# 0) Imports & Paths

In [1]:
from pathlib import Path
import re
import pandas as pd
pd.set_option("display.max_columns", 200)

BASE = Path.cwd().parent if Path.cwd().name == "notebooks" else Path.cwd()
RAW  = BASE / "data" / "raw"
CLEAN = BASE / "data" / "clean"
CLEAN.mkdir(parents=True, exist_ok=True)

FILES = {
    "hist_t1": RAW / "International_airline_activity_Table1_2009toCurrent_0525_Data - Sheet1.csv",
    "t1_may":  RAW / "International_airline_activity_0525_Table1.csv",
    "t2_may":  RAW / "International_airline_activity_0525_Table2.csv",
    "t3_may":  RAW / "International_airline_activity_0525_Table3.csv",
    "t4_may":  RAW / "International_airline_activity_0525_Table4.csv",
    "t5_may":  RAW / "International_airline_activity_0525_Table5.csv",
}

for k,p in FILES.items():
    print(f"{k:8s} -> {p.name} | exists={p.exists()}")

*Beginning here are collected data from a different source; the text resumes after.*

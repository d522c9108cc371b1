use tokio::net::TcpListener;

#[tokio::main]
async fn main() -> Result<(), std::io::Error> {
    let port = std::env::var("PORT").unwrap_or_else(|_| "4000".to_string());
    let addr = format!("127.0.0.1:{port}");
    let listener = TcpListener::bind(&addr).await?;
    println!("fake dummyjson api on http://{addr} (todos 1-3, comments 1-2)");
    mock_server::run(listener).await
}
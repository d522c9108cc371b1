//! HTTP front end for the todo demo.
//!
//! # Overview
//! Four pages (landing, todo list, todo detail, form demo) and the form
//! demo's action, rendered server-side with askama. Every page's data comes
//! from a `todo_core::Loader`; submissions go through
//! `todo_core::FormAction`. The remote API is reached through a
//! `Transport`, ureq-backed in production and swappable in tests.

pub mod config;
pub mod error;
pub mod pages;
mod request_tracing;
pub mod state;
pub mod templates;
pub mod transport;

use axum::{middleware, routing::get, Router};
use tokio::net::TcpListener;

pub use config::Config;
pub use state::AppState;
pub use transport::UreqTransport;

pub fn app(state: AppState) -> Router {
    Router::new()
        .route("/", get(pages::home))
        .route("/todo", get(pages::todo_list))
        .route("/todo/", get(pages::todo_detail_missing))
        .route("/todo/{todo_id}", get(pages::todo_detail))
        .route("/form", get(pages::form_page).post(pages::form_action))
        .fallback(pages::not_found)
        .layer(middleware::from_fn(
            request_tracing::request_tracing_middleware,
        ))
        .with_state(state)
}

pub async fn run(listener: TcpListener, state: AppState) -> Result<(), std::io::Error> {
    axum::serve(listener, app(state))
        .with_graceful_shutdown(shutdown_signal())
        .await
}

async fn shutdown_signal() {
    if let Err(err) = tokio::signal::ctrl_c().await {
        tracing::error!(error = %err, "failed to listen for shutdown signal");
        std::future::pending::<()>().await;
    }
    tracing::info!("shutting down");
}
//! Submitted form fields and the intent discriminator.

use serde_json::{Map, Value};

/// Name of the field that selects which update a submission performs.
pub const INTENT_FIELD: &str = "intent";

/// Raw `(name, value)` pairs in submission order.
#[derive(Debug, Clone, Default, PartialEq, Eq)]
pub struct FormData {
    fields: Vec<(String, String)>,
}

impl FormData {
    pub fn new(fields: Vec<(String, String)>) -> Self {
        Self { fields }
    }

    /// Value submitted under `name`. Repeated names resolve to the last
    /// value, the same one `to_json` keeps.
    pub fn get(&self, name: &str) -> Option<&str> {
        self.fields
            .iter()
            .rev()
            .find(|(key, _)| key == name)
            .map(|(_, value)| value.as_str())
    }

    pub fn is_empty(&self) -> bool {
        self.fields.is_empty()
    }

    /// Fields as a JSON object of strings. Repeated names keep the last value.
    pub fn to_json(&self) -> Map<String, Value> {
        let mut object = Map::new();
        for (key, value) in &self.fields {
            object.insert(key.clone(), Value::String(value.clone()));
        }
        object
    }

    pub fn intent(&self) -> Option<Intent> {
        self.get(INTENT_FIELD).and_then(Intent::parse)
    }
}

impl<K: Into<String>, V: Into<String>> FromIterator<(K, V)> for FormData {
    fn from_iter<I: IntoIterator<Item = (K, V)>>(iter: I) -> Self {
        Self::new(
            iter.into_iter()
                .map(|(k, v)| (k.into(), v.into()))
                .collect(),
        )
    }
}

/// HTML checkbox semantics: checked boxes submit `on` (or an explicit
/// `true`), unchecked boxes submit nothing.
pub fn checkbox_checked(value: Option<&str>) -> bool {
    matches!(value, Some("on" | "true"))
}

#[derive(Debug, Clone, Copy, PartialEq, Eq)]
pub enum Intent {
    Todo,
    Comment,
}

impl Intent {
    pub fn parse(raw: &str) -> Option<Self> {
        match raw {
            "todo" => Some(Intent::Todo),
            "comment" => Some(Intent::Comment),
            _ => None,
        }
    }

    pub fn as_str(&self) -> &'static str {
        match self {
            Intent::Todo => "todo",
            Intent::Comment => "comment",
        }
    }
}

hist_t1  -> International_airline_activity_Table1_2009toCurrent_0525_Data - Sheet1.csv | exists=True
t1_may   -> International_airline_activity_0525_Table1.csv | exists=True
t2_may   -> International_airline_activity_0525_Table2.csv | exists=True
t3_may   -> International_airline_activity_0525_Table3.csv | exists=True
t4_may   -> International_airline_activity_0525_Table4.csv | exists=True
t5_may   -> International_airline_activity_0525_Table5.csv | exists=True


# 1) Helpers: parsing & cleaning

In [2]:
NULL_TOKENS = {"..", "-", "", None, "nan", "NaN", "None"}

def to_number(s: pd.Series) -> pd.Series:
    """Coerce strings like '1,234' or '1 234' or '..' to floats. Returns float with NaN on bad."""
    x = s.astype(str).str.strip()
    x = x.where(~x.isin(NULL_TOKENS), None)
    x = x.str.replace(",", "", regex=False).str.replace(" ", "", regex=False)
    return pd.to_numeric(x, errors="coerce")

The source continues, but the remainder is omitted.